*Task to carry out*
Find every line below with the word "Errors" in it, and copy each one.

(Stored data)
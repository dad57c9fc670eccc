//! Error types for the model cache.

use thiserror::Error;

/// Result type alias for cache operations.
pub type Result<T> = std::result::Result<T, CacheError>;

/// Errors raised by [`crate::ModelBlobCache`].
///
/// Both variants are recoverable: callers fall back to fetching the model
/// from its source.
#[derive(Error, Debug, Clone, PartialEq, Eq)]
pub enum CacheError {
    /// The persistent store could not be opened or read.
    #[error("cache store `{store}` unavailable: {reason}")]
    CacheUnavailable { store: String, reason: String },

    /// Storing or deleting an entry failed (quota exceeded, disk error, ...).
    #[error("cache write failed for `{key}`: {reason}")]
    CacheWriteFailed { key: String, reason: String },
}

/// Errors raised while acquiring a model payload.
///
/// `Clone` so that every caller attached to a shared in-flight load receives
/// the same failure.
#[derive(Error, Debug, Clone, PartialEq, Eq)]
pub enum LoadError {
    /// The request to the model source failed.
    #[error("failed to fetch model from {url}: {reason}")]
    Fetch { url: String, reason: String },

    /// The model source answered with a non-success status.
    #[error("model source {url} returned status {status}")]
    Status { url: String, status: u16 },

    /// The model source returned no bytes.
    #[error("model source {url} returned an empty payload")]
    EmptyPayload { url: String },

    /// The background load task was cancelled or panicked.
    #[error("model load aborted: {0}")]
    Aborted(String),
}
//! Wiring for a complete in-process engine stack.

use std::sync::Arc;
use std::time::Duration;

use simhost_compute_context::ComputeContextCoordinator;
use simhost_engine_protocol::InitializeResult;
use simhost_model_cache::{HttpModelFetcher, ModelLoader};
use tokio::task::JoinHandle;
use tracing::info;

use crate::config::EngineConfig;
use crate::engine::EngineFactory;
use crate::error::{Result, RouterError};
use crate::local::LocalContextHost;
use crate::router::MessageRouter;

/// Owns the host, coordinator, router and the task pumping replies.
///
/// Must be created inside a tokio runtime.
pub struct EngineRuntime {
    config: EngineConfig,
    host: Arc<LocalContextHost>,
    router: Arc<MessageRouter>,
    pump: JoinHandle<()>,
}

impl EngineRuntime {
    /// Build the stack from `config`: an on-disk model cache, an HTTP
    /// fetcher and an in-process context host.
    pub fn start(config: EngineConfig, engine_factory: EngineFactory) -> Self {
        let fetcher = HttpModelFetcher::new()
            .with_timeout(Duration::from_secs(config.model.fetch_timeout_secs));
        let loader = ModelLoader::new(config.cache.build(), Arc::new(fetcher));
        Self::with_loader(config, loader, engine_factory)
    }

    /// Build the stack around an existing loader.
    pub fn with_loader(
        config: EngineConfig,
        loader: ModelLoader,
        engine_factory: EngineFactory,
    ) -> Self {
        let (host, inbound) = LocalContextHost::new(loader, engine_factory);
        let coordinator = ComputeContextCoordinator::new(host.clone());
        let router = Arc::new(MessageRouter::new(
            coordinator,
            host.clone(),
            config.router.clone(),
        ));
        let pump = router.spawn_inbound_pump(inbound);

        info!(
            "Engine runtime started (cache: {}, timeout: {:?})",
            config.cache.root.display(),
            config.router.response_timeout()
        );
        Self {
            config,
            host,
            router,
            pump,
        }
    }

    /// The router callers talk to.
    pub fn router(&self) -> Arc<MessageRouter> {
        Arc::clone(&self.router)
    }

    /// The context host, for toggling availability or simulating crashes.
    pub fn host(&self) -> &Arc<LocalContextHost> {
        &self.host
    }

    pub fn config(&self) -> &EngineConfig {
        &self.config
    }

    /// Initialize the engine with the configured model.
    pub async fn initialize_default(&self) -> Result<InitializeResult> {
        let url = self
            .config
            .model
            .url
            .clone()
            .ok_or(RouterError::NoDefaultModel)?;
        self.router.initialize(url).await
    }

    /// Close the context and stop pumping replies.
    pub async fn shutdown(self) {
        self.router.shutdown().await;
        self.pump.abort();
    }
}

*Task answer*
/// Errors raised by [`crate::ModelBlobCache`].
/// Errors raised while acquiring a model payload.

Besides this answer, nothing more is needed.